Have you seen the Homebuilt ROV site? They have a lot of useful links and you might find something there.
Does your magnetometer send compass heading data? I was thinking that since the Ocean Server compass module outputs NMEA sentences (similar to a GPS, just different sentences) then I could use it instead of a GPS with ArduPilot and just change the sentence structure in the ArduPilot code. I'll have to do some homework on ArduPilot Mega and ArduIMU+. Any projects out there that might be similar to what I want to do?
The system would have two modes: manual driving and automated "attitudinal control". When manually driving, the system would essentially be a servo controller (I'm using RC type brushless motors and ESC's). In automatic attitude, the system would use thrusters to keep the vehicle's heading and pitch. This is similar to "hovering" a helicopter except we can't hold a fixed position since we don't have a GPS and we aren't effected by gravity (the vehicle will be neutrally buoyant). Yes, by "heading" I mean the compass direction that the vehicle is pointing.
Why doesn't GPS work underwater, the signal should reach or how deep are you planning to go?
A bit off topic but simply put, all radio signals (except VLF) almost entirely bounce off the water's surface. The higher the frequency, the more signal is bounced. Higher frequency signals, like those used for GPS, are worthless underwater. You can get a GPS signal down to a submerged vehicle by using an extended antenna that reaches the surface of the water, but that only tells you where the antenna is, not the vehicle.

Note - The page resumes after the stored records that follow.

#[cfg(test)]
mod tests {
    use super::*;
    use crate::document::Override;
    use crate::error::Constraint;
    use crate::harness::{doc, DocumentExt, Fixture};

    #[test]
    fn test_chain_orders_ancestors_before_winner() {
        let fixture = Fixture::new(vec![
            doc("fdmprinter", Category::Definition).typed("layer_height", SettingType::Float, 0.1),
            doc("printer", Category::Definition)
                .with_parent("fdmprinter")
                .lit("layer_height", 0.2),
            doc("fine", Category::Quality).lit("layer_height", 0.06),
        ])
        .with_spec(
            StackSpec::new()
                .layer(Category::Definition, "printer")
                .layer(Category::Quality, "fine"),
        );
        let resolution = fixture.resolve().unwrap();
        let setting = resolution.get("layer_height").unwrap();
        let docs: Vec<&str> = setting.chain.iter().map(|c| c.document.as_str()).collect();
        assert_eq!(docs, vec!["fdmprinter", "printer", "fine"]);
        assert_eq!(setting.value, Value::Float(0.06));
        assert_eq!(setting.source.as_ref().map(|s| s.category), Some(Category::Quality));
        assert_eq!(resolution.base_chain, vec!["printer", "fdmprinter"]);
    }

    #[test]
    fn test_unknown_key_reported_once_per_layer() {
        let fixture = Fixture::new(vec![
            doc("base", Category::Definition).typed("layer_height", SettingType::Float, 0.2),
            doc("normal", Category::Quality).lit("mystery_setting", 1i64),
        ]);
        let resolution = fixture.resolve().unwrap();
        assert!(resolution.get("mystery_setting").is_none());
        let errors: Vec<_> = resolution.errors_for("mystery_setting").collect();
        assert_eq!(errors.len(), 1);
        assert_eq!(
            errors[0].kind,
            SettingErrorKind::UnknownKey {
                category: Category::Quality,
                document: "normal".into()
            }
        );
    }

    #[test]
    fn test_key_without_value_gets_zero() {
        let fixture = Fixture::new(vec![doc("base", Category::Definition)
            .set("infill_pattern", Override::new().typed(SettingType::Enum))]);
        let resolution = fixture.resolve().unwrap();
        let setting = resolution.get("infill_pattern").unwrap();
        assert_eq!(setting.value, Value::Text(String::new()));
        assert_eq!(setting.source, None);
        assert!(setting.chain.is_empty());
        assert_eq!(resolution.errors[0].kind, SettingErrorKind::NoValue);
    }

    #[test]
    fn test_minimum_and_maximum_checked() {
        let fixture = Fixture::new(vec![
            doc("base", Category::Definition)
                .set(
                    "speed_print",
                    Override::literal(60.0)
                        .typed(SettingType::Float)
                        .minimum(RawValue::literal(1.0))
                        .maximum(RawValue::expression("speed_max")),
                )
                .typed("speed_max", SettingType::Float, 150.0),
            doc("fast", Category::Quality).lit("speed_print", 200i64),
        ]);
        let resolution = fixture.resolve().unwrap();
        assert_eq!(resolution.value("speed_print"), Some(&Value::Float(200.0)));
        let errors: Vec<_> = resolution.errors_for("speed_print").collect();
        assert_eq!(errors.len(), 1);
        assert!(matches!(
            errors[0].kind,
            SettingErrorKind::ConstraintViolation { constraint: Constraint::Maximum, .. }
        ));
    }

    #[test]
    fn test_constraints_can_be_disabled() {
        let fixture = Fixture::new(vec![
            doc("base", Category::Definition).set(
                "speed_print",
                Override::literal(60.0).typed(SettingType::Float).minimum(RawValue::literal(1.0)),
            ),
            doc("slow", Category::User).lit("speed_print", 0.5),
        ]);
        let stack = fixture.stack().unwrap();
        let options = ResolveOptions {
            check_constraints: false,
            ..ResolveOptions::default()
        };
        let resolution = resolve_all(&stack, &options).unwrap();
        assert!(resolution.errors.is_empty());
    }

    #[test]
    fn test_disabled_setting_overridden_by_user() {
        let fixture = Fixture::new(vec![
            doc("base", Category::Definition)
                .typed("support_enable", SettingType::Bool, false)
                .set(
                    "support_angle",
                    Override::literal(50i64)
                        .typed(SettingType::Float)
                        .enabled(RawValue::expression("support_enable")),
                ),
            doc("me", Category::User).lit("support_angle", 60i64),
        ]);
        let resolution = fixture.resolve().unwrap();
        let setting = resolution.get("support_angle").unwrap();
        assert!(!setting.enabled);
        assert!(matches!(
            resolution.errors_for("support_angle").next().map(|e| &e.kind),
            Some(SettingErrorKind::ConstraintViolation { constraint: Constraint::Enabled, .. })
        ));
    }

    #[test]
    fn test_extruder_maps_hold_per_extruder_keys_only() {
        let fixture = Fixture::new(vec![
            doc("base", Category::Definition)
                .set("line_width", Override::literal(0.4).typed(SettingType::Float).per_extruder(true))
                .typed("machine_width", SettingType::Float, 220.0),
            doc("nozzle_08", Category::Variant).lit("line_width", 0.8),
        ])
        .with_spec(
            StackSpec::new()
                .layer(Category::Definition, "base")
                .extruder_layer(0, Category::Variant, "nozzle_08"),
        );
        let resolution = fixture.resolve().unwrap();
        let extruder = &resolution.extruders[&0];
        assert_eq!(extruder.len(), 1);
        assert_eq!(extruder["line_width"].value, Value::Float(0.8));
        assert_eq!(
            resolution.get_in("machine_width", Context::Extruder(0)).map(|s| &s.value),
            Some(&Value::Float(220.0))
        );
    }

    #[test]
    fn test_batch_keeps_input_order() {
        let fixture = Fixture::new(vec![
            doc("base", Category::Definition).typed("layer_height", SettingType::Float, 0.2),
            doc("draft", Category::Quality).lit("layer_height", 0.3),
        ]);
        let specs = vec![
            StackSpec::new().layer(Category::Definition, "base"),
            StackSpec::new()
                .layer(Category::Definition, "base")
                .layer(Category::Quality, "draft"),
            StackSpec::new().layer(Category::Quality, "draft"),
        ];
        let results = resolve_batch(&fixture.graph, &specs, &ResolveOptions::default());
        assert_eq!(results.len(), 3);
        assert_eq!(results[0].as_ref().unwrap().value("layer_height"), Some(&Value::Float(0.2)));
        assert_eq!(results[1].as_ref().unwrap().value("layer_height"), Some(&Value::Float(0.3)));
        assert_eq!(results[2].as_ref().unwrap_err(), &ResolveError::NoBaseLayer);
    }
}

What we really need to know is vehicle heading, pitch and roll, not it's position (latitude/longitude), and then use thrusters to maintain that atitude (not unlike how the space shuttle uses small thrusters to adjust its orbit or orientation).
There may be some interesting options to consider for a project of this type. GPS is based on a time signal from sattelites to a handheld real time clock. The shift in this signal between three points is what gives you your coordinates. What you may be able to do is to reference this signal to your own support boat and then send this data to your submersible with hydrophone technology. Since the signal in the water is also a constant (barring thermoclines and salinity changes) you could use this data with an onboard digital compass to give position estimates based on GPS. This data could be reduced to a vector equation which should be fairly easy to program into your source code.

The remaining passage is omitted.